Stored data entries
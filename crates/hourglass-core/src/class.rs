// ABOUTME: Registry of user class constructors keyed by class name, consulted when decoding.
// ABOUTME: Classes are registered explicitly or discovered by scanning live save-data trees.

use std::collections::{BTreeMap, HashSet};
use std::rc::Rc;

use crate::error::CopyError;
use crate::value::{Class, Value};

/// Maps class names to their constructors.
#[derive(Debug, Default)]
pub struct ClassRegistry {
    classes: BTreeMap<String, Rc<Class>>,
}

impl ClassRegistry {
    pub fn new() -> Self {
        Self::default()
    }

    /// Register a class, replacing any earlier constructor with the same name.
    pub fn register(&mut self, class: Rc<Class>) {
        let name = class.name().to_string();
        if self.classes.insert(name.clone(), class).is_none() {
            tracing::debug!("registered class constructor '{}'", name);
        }
    }

    pub fn resolve(&self, name: &str, path: &str) -> Result<Rc<Class>, CopyError> {
        self.classes
            .get(name)
            .cloned()
            .ok_or_else(|| CopyError::UnknownClass {
                path: path.to_string(),
                name: name.to_string(),
            })
    }

    pub fn contains(&self, name: &str) -> bool {
        self.classes.contains_key(name)
    }

    pub fn len(&self) -> usize {
        self.classes.len()
    }

    pub fn is_empty(&self) -> bool {
        self.classes.is_empty()
    }

    pub fn names(&self) -> impl Iterator<Item = &str> {
        self.classes.keys().map(String::as_str)
    }

    /// Register the class of every instance reachable from `root`.
    /// Returns the number of classes seen for the first time.
    pub fn discover(&mut self, root: &Value) -> usize {
        let before = self.classes.len();
        let mut visited = HashSet::new();
        let mut pending = vec![root.clone()];

        while let Some(value) = pending.pop() {
            if let Some(id) = value.identity()
                && !visited.insert(id)
            {
                continue;
            }
            match &value {
                Value::Array(items) => pending.extend(items.borrow().iter().cloned()),
                Value::Table(table) => pending.extend(table.borrow().entries.values().cloned()),
                Value::Map(map) => pending.extend(map.borrow().values().cloned()),
                Value::DefaultMap(map) => pending.extend(map.borrow().entries.values().cloned()),
                Value::Object(instance) => {
                    let instance = instance.borrow();
                    self.register(Rc::clone(&instance.class));
                    pending.extend(instance.fields.values().cloned());
                }
                _ => {}
            }
        }

        self.classes.len() - before
    }
}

**WHAT YOU WILL DO**
Word for word, restate the lines from the one holding "pub fn len(&self)" to the last line of the records.

**EXERCISE RESPONSE**
    pub fn len(&self) -> usize {
        self.classes.len()
    }

    pub fn is_empty(&self) -> bool {
        self.classes.is_empty()
    }

    pub fn names(&self) -> impl Iterator<Item = &str> {
        self.classes.keys().map(String::as_str)
    }

    /// Register the class of every instance reachable from `root`.
    /// Returns the number of classes seen for the first time.
    pub fn discover(&mut self, root: &Value) -> usize {
        let before = self.classes.len();
        let mut visited = HashSet::new();
        let mut pending = vec![root.clone()];

        while let Some(value) = pending.pop() {
            if let Some(id) = value.identity()
                && !visited.insert(id)
            {
                continue;
            }
            match &value {
                Value::Array(items) => pending.extend(items.borrow().iter().cloned()),
                Value::Table(table) => pending.extend(table.borrow().entries.values().cloned()),
                Value::Map(map) => pending.extend(map.borrow().values().cloned()),
                Value::DefaultMap(map) => pending.extend(map.borrow().entries.values().cloned()),
                Value::Object(instance) => {
                    let instance = instance.borrow();
                    self.register(Rc::clone(&instance.class));
                    pending.extend(instance.fields.values().cloned());
                }
                _ => {}
            }
        }

        self.classes.len() - before
    }
}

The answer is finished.